こうしたことを踏まえて、「日本が選手育成を学ぶべき場所」としてセルビアに注目しました。
平均身長の差はあれど、セルビアの20倍弱の人口を誇り、トータルで見ると体育館の質や数が圧倒的に優れた日本。あとは僕たちコーチの頑張りというか、選手育成のプログラムさえ整えられれば(もっと言うと盗んでこれれば)、なんとかなりそうな気がしてきませんでしょうか。
強豪校のコーチじゃないから、DCやナショナルチームのコーチじゃないからとか、ミニバスのボランティアコーチだからとか、そういったことではなく、国としての「当たり前」を、あらゆる年代・あらゆるレベルで高めていけたら日本がバスケ強豪国と呼ばれる日も来るかもしれない──。

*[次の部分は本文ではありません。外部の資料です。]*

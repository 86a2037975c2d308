//! Diagnosis text parser
//!
//! A pathology diagnosis field holds one or more bracketed sections:
//!
//! ```text
//! [1]
//! T74000 urinblære
//! biopsi af slimhinde
//! ```
//!
//! The first line of a section is its label, the second the code line and the
//! rest supporting text. Each section with at least three lines becomes one
//! [`StructuredRecord`]; shorter sections carry too little structure and are
//! skipped without error.

pub mod extractors;

use chrono::NaiveDate;
use log::debug;

use crate::mapping::CodeMapping;
use crate::models::{ExtractedFields, StructuredRecord};

pub use extractors::{PatternExtractor, apply_all, extractor_categories, renal_extractors};

/// Minimum number of lines a section needs to be parsed
pub const MIN_SECTION_LINES: usize = 3;

/// Records parsed from one diagnosis field
#[derive(Debug, Clone, Default, PartialEq, Eq)]
pub struct ParseOutcome {
    /// One record per parsed section, in text order
    pub records: Vec<StructuredRecord>,
    /// Number of sections dropped for having too few lines
    pub skipped_sections: usize,
}

/// Parser over a shared mapping table and extractor list
#[derive(Debug, Clone, Copy)]
pub struct DiagnosisParser<'a> {
    mapping: &'a CodeMapping,
    extractors: &'a [PatternExtractor],
}

impl<'a> DiagnosisParser<'a> {
    /// Create a parser
    #[must_use]
    pub fn new(mapping: &'a CodeMapping, extractors: &'a [PatternExtractor]) -> Self {
        Self {
            mapping,
            extractors,
        }
    }

    /// Mapping table used for category lookup
    #[must_use]
    pub fn mapping(&self) -> &'a CodeMapping {
        self.mapping
    }

    /// All field names a record can carry: mapping categories first, then
    /// extractor categories not already named by the mapping
    #[must_use]
    pub fn field_names(&self) -> Vec<String> {
        let mut names = self.mapping.category_names();
        for category in extractor_categories(self.extractors) {
            if !names.contains(&category) {
                names.push(category);
            }
        }
        names
    }

    /// Parse one diagnosis field
    #[must_use]
    pub fn parse(&self, raw: &str, patient_id: &str, received_date: NaiveDate) -> ParseOutcome {
        let mut outcome = ParseOutcome::default();
        let field_names = self.field_names();

        for section in segment_sections(raw) {
            let lines: Vec<&str> = section.lines().collect();
            if lines.len() < MIN_SECTION_LINES {
                debug!(
                    "Skipping section with {} line(s) for patient {patient_id}: {:?}",
                    lines.len(),
                    section
                );
                outcome.skipped_sections += 1;
                continue;
            }

            let record = self.parse_section(&lines, patient_id, received_date, &field_names);
            outcome.records.push(record);
        }

        outcome
    }

    fn parse_section(
        &self,
        lines: &[&str],
        patient_id: &str,
        received_date: NaiveDate,
        field_names: &[String],
    ) -> StructuredRecord {
        let label = lines[0].trim();
        let code_line = lines[1];
        let section_code = code_line.split_whitespace().next().map(str::to_string);

        let mut working = format!("{code_line}\n{}", lines[2..].join("\n"));
        let mut fields = ExtractedFields::with_categories(field_names.iter().cloned());

        for category in self.mapping.categories() {
            if let Some((code, description)) = category.find_in(&working) {
                let description = description.to_string();
                working = working.replace(code, "").replace(description.as_str(), "");
                fields.set(&category.name, Some(description));
            }
        }

        let mut remainder = normalize_remainder(&working);
        if !self.extractors.is_empty() {
            let (found, consumed) = apply_all(self.extractors, &remainder);
            for (category, value) in found {
                // Mapping matches take precedence over pattern matches
                if fields.get(&category).is_none() {
                    fields.set(&category, Some(value));
                }
            }
            remainder = normalize_remainder(&consumed);
        }

        StructuredRecord {
            patient_id: patient_id.to_string(),
            received_date,
            section_label: (!label.is_empty()).then(|| label.to_string()),
            section_code,
            fields,
            remainder,
        }
    }
}

/// Split a diagnosis field on `[` and drop blank sections
///
/// Bracket nesting is not validated; an opening bracket with nothing after it
/// yields a blank section, which is dropped.
#[must_use]
pub fn segment_sections(raw: &str) -> Vec<&str> {
    raw.split('[')
        .map(str::trim)
        .filter(|section| !section.is_empty())
        .collect()
}

/// Trim every line and drop the empty ones
#[must_use]
pub fn normalize_remainder(text: &str) -> String {
    text.lines()
        .map(str::trim)
        .filter(|line| !line.is_empty())
        .collect::<Vec<_>>()
        .join("\n")
}
//! Error handling for diagnosis extraction and episode consolidation.

pub mod util;

use std::io;
use std::path::PathBuf;

use arrow::error::ArrowError;
use parquet::errors::ParquetError;

/// Specialized error type for the extraction pipeline
#[derive(Debug, thiserror::Error)]
pub enum PatoError {
    /// Sibling list columns of one row have different lengths
    #[error(
        "Data integrity violation in row '{row}': column '{column}' has {actual} entries, \
         driver column '{driver}' has {expected}"
    )]
    Integrity {
        /// Row (patient) identifier
        row: String,
        /// Driver column name
        driver: String,
        /// Offending column name
        column: String,
        /// Length of the driver column
        expected: usize,
        /// Length of the offending column
        actual: usize,
    },

    /// A named column is missing from a row
    #[error("Column '{column}' not found in row '{row}'")]
    ColumnNotFound {
        /// Row (patient) identifier
        row: String,
        /// Missing column name
        column: String,
    },

    /// A date string could not be parsed with any configured format
    #[error("Could not parse date '{value}' in column '{column}'")]
    DateParse {
        /// Raw cell value
        value: String,
        /// Column the value came from
        column: String,
    },

    /// Invalid configuration
    #[error("Configuration error: {0}")]
    Config(String),

    /// Invalid extractor pattern
    #[error("Pattern error: {0}")]
    Pattern(#[from] regex::Error),

    /// File could not be used for the requested purpose
    #[error("{message}: {}", .path.display())]
    File {
        /// Path of the file or directory
        path: PathBuf,
        /// What went wrong
        message: String,
    },

    /// Error opening or reading a file
    #[error("IO error: {0}")]
    Io(#[from] io::Error),

    /// Error building or reading Arrow data
    #[error("Arrow error: {0}")]
    Arrow(#[from] ArrowError),

    /// Error reading or writing Parquet data
    #[error("Parquet error: {0}")]
    Parquet(#[from] ParquetError),

    /// Error (de)serializing JSON configuration or mapping tables
    #[error("JSON error: {0}")]
    Json(#[from] serde_json::Error),

    /// Anything else
    #[error("{0}")]
    Other(String),
}

impl PatoError {
    /// Create a file error for a path
    pub fn file(path: impl Into<PathBuf>, message: impl Into<String>) -> Self {
        Self::File {
            path: path.into(),
            message: message.into(),
        }
    }

    /// Create a configuration error
    pub fn config(message: impl Into<String>) -> Self {
        Self::Config(message.into())
    }

    /// Column name this error refers to, if any
    #[must_use]
    pub fn column(&self) -> Option<&str> {
        match self {
            Self::Integrity { column, .. }
            | Self::ColumnNotFound { column, .. }
            | Self::DateParse { column, .. } => Some(column),
            _ => None,
        }
    }
}

/// Result type for pipeline operations
pub type Result<T> = std::result::Result<T, PatoError>;
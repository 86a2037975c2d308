//! Log lines for table files, mapping tables and patient data problems

use std::path::Path;
use std::time::Duration;

/// Log that a cohort or episode table is about to be read or written
///
/// `table` names the rows, e.g. `cohort` or `episode`.
pub fn log_table_start(verb: &str, table: &str, path: &Path) {
    log::info!("{verb} {table} table {}", path.display());
}

/// Log the row count and duration of a finished table read or write
///
/// For the cohort `rows` counts patients after folding; for episode files it
/// counts episodes.
pub fn log_table_complete(verb: &str, table: &str, path: &Path, rows: usize, elapsed: Duration) {
    log::info!(
        "{verb} {rows} {table} rows ({}) in {:.2?}",
        path.display(),
        elapsed
    );
}

/// Log a problem with one category of a loaded mapping table
pub fn log_mapping_warning(category: &str, message: &str) {
    log::warn!("Mapping category '{category}': {message}");
}

/// Log a data problem for one patient with enough context for manual triage
///
/// # Arguments
/// * `patient_id` - Patient the offending value belongs to
/// * `column` - Column the value was read from
/// * `raw_value` - The raw cell value, shortened for the log line
/// * `message` - What went wrong
pub fn log_patient_issue(patient_id: &str, column: &str, raw_value: &str, message: &str) {
    const MAX_VALUE_CHARS: usize = 80;

    let shown: String = raw_value.chars().take(MAX_VALUE_CHARS).collect();
    let ellipsis = if raw_value.chars().count() > MAX_VALUE_CHARS {
        "..."
    } else {
        ""
    };
    log::warn!("Patient {patient_id}, column '{column}': {message} (value: '{shown}{ellipsis}')");
}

⋯⋯と、これが今回の視察を思い立った背景です。そして実際にベオグラード市内のいくつかのクラブを見て思ったのは、「言い訳できない」ということです(本当にそうノートにメモした日がありました)。
僕のような代表経験もなければプロ選手輩出実績もない一介のコーチですら、海外視察によって非常に多くのことを感じ取りました。もちろんセルビアだけでなくてもいいのですが、海外視察に行って無駄なコーチ、意味のないコーチは1人もいないと思います。
ということで今回は「なぜセルビアなのか?」という問いについて書いてみたのですが、実際にセルビアのコーチにこの話をぶつけた反応もなかなか興味深かったです。次回以降、またレポートしていきたいと思います。
それではまた。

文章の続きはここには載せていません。